Switching between sets of network settings (locations) can be useful in circumstances such as these:

  • You use the same network service (such as Wi-Fi or Ethernet) at work and at home, but the network settings you use at work don't allow your Mac to automatically connect to the same type of network at home.

  • Your Mac connects to more than one network service (such as both Wi-Fi and Ethernet) at work and at home, but at work you want your Mac to try connecting to the Ethernet network first, and at home you want your Mac to try connecting to the Wi-Fi network first. In other words, you want a different service order for each location.

  • Your Mac isn't connecting to your network and you want to quickly reset your network settings for testing purposes, without losing your current network settings.

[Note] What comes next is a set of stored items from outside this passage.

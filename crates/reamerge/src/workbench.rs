//! The session queue, template and assignment a merge is built from.

use std::path::Path;

use consolidate::{write_timeline, ConsolidateOptions, ConsolidationEngine, ConsolidationReport};
use rpp::{Feedback, LoadError, ProjectDocument, Session};
use thiserror::Error;
use timeline::{plan_offsets, Cursor, MarkerNaming, DEFAULT_GAP_MEASURES};
use tracing::{debug, info};
use trackmatch::{Assignment, CellOrigin, Destinations, LockOrigin, MatchResult, SourceName, TrackMatcher};

#[derive(Debug, Error)]
pub enum WorkbenchError {
    #[error(transparent)]
    Load(#[from] LoadError),

    #[error("no template loaded")]
    NoTemplate,

    #[error("no sessions queued")]
    NoSessions,

    #[error("session {0} is not in the queue")]
    NoSuchSession(usize),

    #[error("session {session} has no track {track}")]
    NoSuchSource { session: usize, track: usize },

    #[error("template has no track {0}")]
    NoSuchDestination(usize),

    #[error("template track {0} is locked or a folder")]
    DestinationLocked(usize),
}

/// Owns everything a merge needs. Every change to the queue replans all
/// session offsets.
#[derive(Debug)]
pub struct Workbench {
    sessions: Vec<Session>,
    gap: u32,
    end: Cursor,
    template: Option<ProjectDocument>,
    destinations: Destinations,
    assignment: Assignment,
}

impl Default for Workbench {
    fn default() -> Self {
        Self::new(DEFAULT_GAP_MEASURES)
    }
}

impl Workbench {
    pub fn new(gap: u32) -> Self {
        Self {
            sessions: Vec::new(),
            gap,
            end: Cursor::default(),
            template: None,
            destinations: Destinations::default(),
            assignment: Assignment::default(),
        }
    }

    pub fn sessions(&self) -> &[Session] {
        &self.sessions
    }

    pub fn gap(&self) -> u32 {
        self.gap
    }

    /// Merged timeline position after the last session.
    pub fn end(&self) -> Cursor {
        self.end
    }

    pub fn template(&self) -> Option<&ProjectDocument> {
        self.template.as_ref()
    }

    pub fn destinations(&self) -> &Destinations {
        &self.destinations
    }

    pub fn assignment(&self) -> &Assignment {
        &self.assignment
    }

    /// Use `doc` as the merge target. Any previous assignment is dropped.
    pub fn set_template(&mut self, doc: ProjectDocument) {
        self.destinations = Destinations::from_template(&doc.template_tracks());
        self.assignment = Assignment::default();
        info!(tracks = self.destinations.len(), "template loaded");
        self.template = Some(doc);
    }

    pub fn load_template(&mut self, path: impl AsRef<Path>) -> Result<Vec<Feedback>, WorkbenchError> {
        let parsed = ProjectDocument::load(path)?;
        self.set_template(parsed.value);
        Ok(parsed.feedback)
    }

    /// Read a session file and append it to the queue.
    pub fn load_session(&mut self, path: impl AsRef<Path>) -> Result<Vec<Feedback>, WorkbenchError> {
        let parsed = rpp::load_session(path)?;
        self.push_session(parsed.value);
        Ok(parsed.feedback)
    }

    pub fn push_session(&mut self, session: Session) {
        self.sessions.push(session);
        self.replan();
    }

    /// Insert a session at `index`; later sessions move back one place.
    pub fn insert_session(&mut self, index: usize, session: Session) -> Result<(), WorkbenchError> {
        if index > self.sessions.len() {
            return Err(WorkbenchError::NoSuchSession(index));
        }
        self.assignment
            .remap_sessions(|s| Some(if s >= index { s + 1 } else { s }));
        self.sessions.insert(index, session);
        self.replan();
        Ok(())
    }

    pub fn remove_session(&mut self, index: usize) -> Result<Session, WorkbenchError> {
        if index >= self.sessions.len() {
            return Err(WorkbenchError::NoSuchSession(index));
        }
        let removed = self.sessions.remove(index);
        self.assignment.remove_session(index);
        self.destinations.sync_folder_locks(&self.assignment);
        self.replan();
        Ok(removed)
    }

    /// Move a session to another queue position.
    pub fn move_session(&mut self, from: usize, to: usize) -> Result<(), WorkbenchError> {
        let len = self.sessions.len();
        if from >= len {
            return Err(WorkbenchError::NoSuchSession(from));
        }
        if to >= len {
            return Err(WorkbenchError::NoSuchSession(to));
        }
        let session = self.sessions.remove(from);
        self.sessions.insert(to, session);
        self.assignment.move_session(from, to);
        self.replan();
        Ok(())
    }

    pub fn set_gap(&mut self, gap: u32) {
        self.gap = gap;
        self.replan();
    }

    fn replan(&mut self) {
        self.end = plan_offsets(&mut self.sessions, self.gap);
        debug!(sessions = self.sessions.len(), end_measure = self.end.measure, "replanned queue");
    }

    /// Place a source on a destination by hand.
    pub fn assign(&mut self, dest: usize, session: usize, source: usize) -> Result<(), WorkbenchError> {
        let track = self
            .sessions
            .get(session)
            .ok_or(WorkbenchError::NoSuchSession(session))?;
        if source >= track.tracks.len() {
            return Err(WorkbenchError::NoSuchSource { session, track: source });
        }
        let target = self
            .destinations
            .get(dest)
            .ok_or(WorkbenchError::NoSuchDestination(dest))?;
        if !target.is_eligible() {
            return Err(WorkbenchError::DestinationLocked(dest));
        }
        self.assignment.set(dest, session, source, CellOrigin::Manual);
        self.destinations.sync_folder_locks(&self.assignment);
        Ok(())
    }

    pub fn unassign(&mut self, dest: usize, session: usize) {
        self.assignment.clear(dest, session);
        self.destinations.sync_folder_locks(&self.assignment);
    }

    /// Keep a destination out of matching.
    pub fn lock(&mut self, dest: usize) -> Result<(), WorkbenchError> {
        self.destinations
            .get(dest)
            .ok_or(WorkbenchError::NoSuchDestination(dest))?;
        self.destinations.lock(dest, LockOrigin::User);
        Ok(())
    }

    pub fn unlock(&mut self, dest: usize) {
        self.destinations.unlock(dest);
    }

    /// Re-run automatic matching for every session.
    ///
    /// Previous automatic cells are dropped first; manual ones stay.
    pub fn auto_match(&mut self, matcher: &TrackMatcher) -> Vec<MatchResult> {
        let mut results = Vec::new();
        for (index, session) in self.sessions.iter().enumerate() {
            self.assignment.clear_auto(index);
            let sources: Vec<SourceName<'_>> = session
                .media_tracks()
                .map(|(i, t)| SourceName {
                    index: i,
                    name: t.name.as_str(),
                })
                .collect();
            results.extend(matcher.auto_match_session(
                &mut self.assignment,
                &mut self.destinations,
                index,
                &sources,
            ));
        }
        results
    }

    /// Consolidate everything into the template and return it.
    ///
    /// Consumes the workbench: the assignment is used exactly once.
    pub fn commit(
        self,
        options: ConsolidateOptions,
        naming: MarkerNaming,
    ) -> Result<(ProjectDocument, ConsolidationReport), WorkbenchError> {
        let mut doc = self.template.ok_or(WorkbenchError::NoTemplate)?;
        if self.sessions.is_empty() {
            return Err(WorkbenchError::NoSessions);
        }

        let engine = ConsolidationEngine::new(options);
        let report = engine.run(&mut doc, &self.sessions, &self.assignment, &self.destinations);
        write_timeline(&mut doc, &self.sessions, naming);
        Ok((doc, report))
    }
}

Some additional network location related tidbits from book macOS Support Essentials 11 by Arek Dreyer (my copy is rather old and regarding Big Sur). Nevertheless according to the book in macOS there are:

  • Hardware network interfaces (Bluetooth, Ethernet, Thunderbolt Bridge, USB, WiFi)
  • Virtual Network Services (logical network within a hardware network interface. A virtual network service provides another network interface by carving out a section of an established network connection: PPPoE, VPN, VLAN, Link Aggregate, 6to4)
  • Network protocols (each network service interface provides connectivity for standard networking protocols like TCP/IP configured with DHCP, TCP/IP configured manually, DNS, WiFi protocol options, Authenticated Ethernet with 802.1X, WINS, IP proxies, Ethernet hardware options)

Whether it addresses the problem or makes any sense to OP I have no idea.